=== Prompt ===
Please read the records below and return each line holding the string "cancel".

======== Given information

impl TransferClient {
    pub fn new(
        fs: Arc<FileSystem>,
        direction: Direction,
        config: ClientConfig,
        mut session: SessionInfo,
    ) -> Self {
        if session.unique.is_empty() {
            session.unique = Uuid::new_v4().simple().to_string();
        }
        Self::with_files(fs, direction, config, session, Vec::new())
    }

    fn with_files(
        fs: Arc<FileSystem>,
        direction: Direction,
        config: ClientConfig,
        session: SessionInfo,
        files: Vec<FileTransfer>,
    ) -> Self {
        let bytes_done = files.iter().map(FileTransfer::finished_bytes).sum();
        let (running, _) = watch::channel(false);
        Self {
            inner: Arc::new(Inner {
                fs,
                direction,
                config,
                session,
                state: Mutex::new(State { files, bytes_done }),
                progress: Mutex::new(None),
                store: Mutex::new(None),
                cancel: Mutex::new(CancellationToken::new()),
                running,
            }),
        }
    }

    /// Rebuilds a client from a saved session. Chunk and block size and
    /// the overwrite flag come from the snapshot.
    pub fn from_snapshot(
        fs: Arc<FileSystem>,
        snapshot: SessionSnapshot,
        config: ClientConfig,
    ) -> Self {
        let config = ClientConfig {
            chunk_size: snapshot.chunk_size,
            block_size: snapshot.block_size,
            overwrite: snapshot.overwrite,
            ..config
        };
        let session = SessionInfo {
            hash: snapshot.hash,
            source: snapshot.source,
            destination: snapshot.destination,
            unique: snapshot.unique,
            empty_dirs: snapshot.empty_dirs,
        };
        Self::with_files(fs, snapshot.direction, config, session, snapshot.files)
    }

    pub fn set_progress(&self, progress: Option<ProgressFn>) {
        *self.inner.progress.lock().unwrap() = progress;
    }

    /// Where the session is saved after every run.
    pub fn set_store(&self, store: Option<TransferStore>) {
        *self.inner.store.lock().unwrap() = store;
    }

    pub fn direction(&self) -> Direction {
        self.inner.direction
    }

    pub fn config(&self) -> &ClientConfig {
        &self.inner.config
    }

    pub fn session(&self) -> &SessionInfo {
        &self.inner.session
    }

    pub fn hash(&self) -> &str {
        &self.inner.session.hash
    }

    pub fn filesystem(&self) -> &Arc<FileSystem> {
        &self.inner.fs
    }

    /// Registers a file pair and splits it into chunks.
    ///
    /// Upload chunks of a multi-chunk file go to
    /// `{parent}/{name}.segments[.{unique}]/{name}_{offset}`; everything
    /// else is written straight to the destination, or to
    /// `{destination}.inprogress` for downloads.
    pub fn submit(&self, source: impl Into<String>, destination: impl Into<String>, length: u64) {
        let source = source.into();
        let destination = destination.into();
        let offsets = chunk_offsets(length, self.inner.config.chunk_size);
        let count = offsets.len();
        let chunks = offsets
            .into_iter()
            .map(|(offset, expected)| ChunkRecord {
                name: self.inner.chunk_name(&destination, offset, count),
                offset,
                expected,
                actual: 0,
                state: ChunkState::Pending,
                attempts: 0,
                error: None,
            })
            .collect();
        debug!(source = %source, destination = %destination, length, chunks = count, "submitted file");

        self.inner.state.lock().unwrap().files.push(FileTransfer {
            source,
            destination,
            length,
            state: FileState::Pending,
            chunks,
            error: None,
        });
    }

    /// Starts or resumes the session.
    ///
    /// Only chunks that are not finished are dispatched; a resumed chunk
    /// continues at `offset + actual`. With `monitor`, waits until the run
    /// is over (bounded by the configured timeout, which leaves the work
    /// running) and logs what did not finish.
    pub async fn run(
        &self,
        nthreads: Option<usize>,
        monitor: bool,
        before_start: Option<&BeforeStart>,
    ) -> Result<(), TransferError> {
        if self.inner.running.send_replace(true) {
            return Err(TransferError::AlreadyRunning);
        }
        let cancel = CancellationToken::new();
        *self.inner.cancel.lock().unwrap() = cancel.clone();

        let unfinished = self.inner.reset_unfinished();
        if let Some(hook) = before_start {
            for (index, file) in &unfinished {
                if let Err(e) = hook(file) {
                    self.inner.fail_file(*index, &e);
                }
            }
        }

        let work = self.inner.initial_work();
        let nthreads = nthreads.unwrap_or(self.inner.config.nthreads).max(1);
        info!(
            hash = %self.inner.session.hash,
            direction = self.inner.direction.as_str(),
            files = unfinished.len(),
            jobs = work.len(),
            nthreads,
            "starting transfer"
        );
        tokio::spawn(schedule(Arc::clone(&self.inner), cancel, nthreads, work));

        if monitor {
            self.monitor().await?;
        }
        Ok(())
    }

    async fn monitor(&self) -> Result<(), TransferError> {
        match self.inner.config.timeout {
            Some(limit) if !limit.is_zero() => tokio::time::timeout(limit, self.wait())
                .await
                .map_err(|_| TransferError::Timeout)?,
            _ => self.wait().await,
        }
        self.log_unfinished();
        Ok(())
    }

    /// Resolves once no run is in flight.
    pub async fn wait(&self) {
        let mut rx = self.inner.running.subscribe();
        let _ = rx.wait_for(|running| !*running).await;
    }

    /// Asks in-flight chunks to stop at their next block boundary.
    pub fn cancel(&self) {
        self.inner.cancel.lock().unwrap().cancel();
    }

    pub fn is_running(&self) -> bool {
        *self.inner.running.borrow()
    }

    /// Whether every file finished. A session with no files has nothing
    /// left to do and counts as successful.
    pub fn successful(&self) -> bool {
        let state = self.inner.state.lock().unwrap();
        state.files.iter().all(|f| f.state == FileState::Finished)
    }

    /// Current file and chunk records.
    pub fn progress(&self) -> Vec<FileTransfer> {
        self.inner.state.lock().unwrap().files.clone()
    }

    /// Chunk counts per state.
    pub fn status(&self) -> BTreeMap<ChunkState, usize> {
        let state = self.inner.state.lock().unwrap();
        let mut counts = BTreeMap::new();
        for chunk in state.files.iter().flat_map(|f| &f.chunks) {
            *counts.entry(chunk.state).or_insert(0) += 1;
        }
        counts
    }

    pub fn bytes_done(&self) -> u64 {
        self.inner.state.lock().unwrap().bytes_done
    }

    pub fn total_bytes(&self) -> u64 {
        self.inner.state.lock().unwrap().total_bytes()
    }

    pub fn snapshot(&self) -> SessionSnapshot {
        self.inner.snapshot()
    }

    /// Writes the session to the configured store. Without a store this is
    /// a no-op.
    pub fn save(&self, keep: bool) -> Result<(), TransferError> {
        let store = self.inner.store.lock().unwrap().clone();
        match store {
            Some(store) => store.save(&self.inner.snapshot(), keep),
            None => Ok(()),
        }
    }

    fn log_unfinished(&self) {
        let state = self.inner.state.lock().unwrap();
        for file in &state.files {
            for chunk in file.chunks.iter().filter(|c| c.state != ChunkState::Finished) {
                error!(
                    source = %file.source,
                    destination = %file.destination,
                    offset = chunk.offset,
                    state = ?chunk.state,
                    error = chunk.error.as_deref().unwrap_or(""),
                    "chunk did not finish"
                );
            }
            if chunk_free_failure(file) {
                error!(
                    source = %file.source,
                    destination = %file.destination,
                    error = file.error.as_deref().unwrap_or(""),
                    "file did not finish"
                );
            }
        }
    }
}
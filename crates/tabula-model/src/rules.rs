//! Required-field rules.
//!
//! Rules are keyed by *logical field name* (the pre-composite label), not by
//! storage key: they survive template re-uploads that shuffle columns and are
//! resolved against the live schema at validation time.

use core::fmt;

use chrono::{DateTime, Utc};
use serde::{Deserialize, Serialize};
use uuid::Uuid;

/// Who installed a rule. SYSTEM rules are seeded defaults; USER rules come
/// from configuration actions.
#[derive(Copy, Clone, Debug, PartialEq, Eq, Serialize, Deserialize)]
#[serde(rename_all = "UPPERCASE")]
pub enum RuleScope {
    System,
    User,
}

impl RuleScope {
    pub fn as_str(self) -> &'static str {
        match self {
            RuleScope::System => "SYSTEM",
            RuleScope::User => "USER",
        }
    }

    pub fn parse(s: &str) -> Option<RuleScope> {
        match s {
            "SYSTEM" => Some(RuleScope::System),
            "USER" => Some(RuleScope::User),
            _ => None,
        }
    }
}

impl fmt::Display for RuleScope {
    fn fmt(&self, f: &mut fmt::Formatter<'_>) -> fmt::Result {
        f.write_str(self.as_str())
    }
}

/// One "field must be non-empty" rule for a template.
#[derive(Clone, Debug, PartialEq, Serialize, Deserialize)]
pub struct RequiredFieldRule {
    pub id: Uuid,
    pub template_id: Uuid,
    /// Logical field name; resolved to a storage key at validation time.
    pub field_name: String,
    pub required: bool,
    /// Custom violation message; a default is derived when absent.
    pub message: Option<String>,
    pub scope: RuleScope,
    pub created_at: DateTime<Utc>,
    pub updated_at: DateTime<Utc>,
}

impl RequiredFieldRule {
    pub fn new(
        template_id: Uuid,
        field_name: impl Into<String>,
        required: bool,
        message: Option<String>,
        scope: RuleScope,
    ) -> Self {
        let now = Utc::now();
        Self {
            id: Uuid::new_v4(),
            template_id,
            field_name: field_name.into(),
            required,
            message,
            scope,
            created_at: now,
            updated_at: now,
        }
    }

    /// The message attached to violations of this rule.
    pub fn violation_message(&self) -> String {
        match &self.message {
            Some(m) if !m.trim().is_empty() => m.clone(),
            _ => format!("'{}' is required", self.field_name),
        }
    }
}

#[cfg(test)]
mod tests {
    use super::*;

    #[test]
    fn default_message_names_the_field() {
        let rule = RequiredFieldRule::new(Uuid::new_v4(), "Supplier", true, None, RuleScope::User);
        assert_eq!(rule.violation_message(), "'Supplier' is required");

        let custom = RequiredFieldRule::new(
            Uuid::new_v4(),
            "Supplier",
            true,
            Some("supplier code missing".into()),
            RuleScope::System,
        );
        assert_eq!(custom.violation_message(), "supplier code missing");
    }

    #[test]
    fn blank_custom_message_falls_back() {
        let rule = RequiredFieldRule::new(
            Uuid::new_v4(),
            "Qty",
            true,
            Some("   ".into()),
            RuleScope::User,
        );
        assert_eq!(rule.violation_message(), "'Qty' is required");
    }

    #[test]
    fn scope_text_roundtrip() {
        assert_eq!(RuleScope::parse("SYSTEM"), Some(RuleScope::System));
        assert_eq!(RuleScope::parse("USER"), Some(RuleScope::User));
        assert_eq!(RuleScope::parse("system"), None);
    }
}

================

=== Written answer ===
                cancel: Mutex::new(CancellationToken::new()),
        let cancel = CancellationToken::new();
        *self.inner.cancel.lock().unwrap() = cancel.clone();
        tokio::spawn(schedule(Arc::clone(&self.inner), cancel, nthreads, work));
    pub fn cancel(&self) {
        self.inner.cancel.lock().unwrap().cancel();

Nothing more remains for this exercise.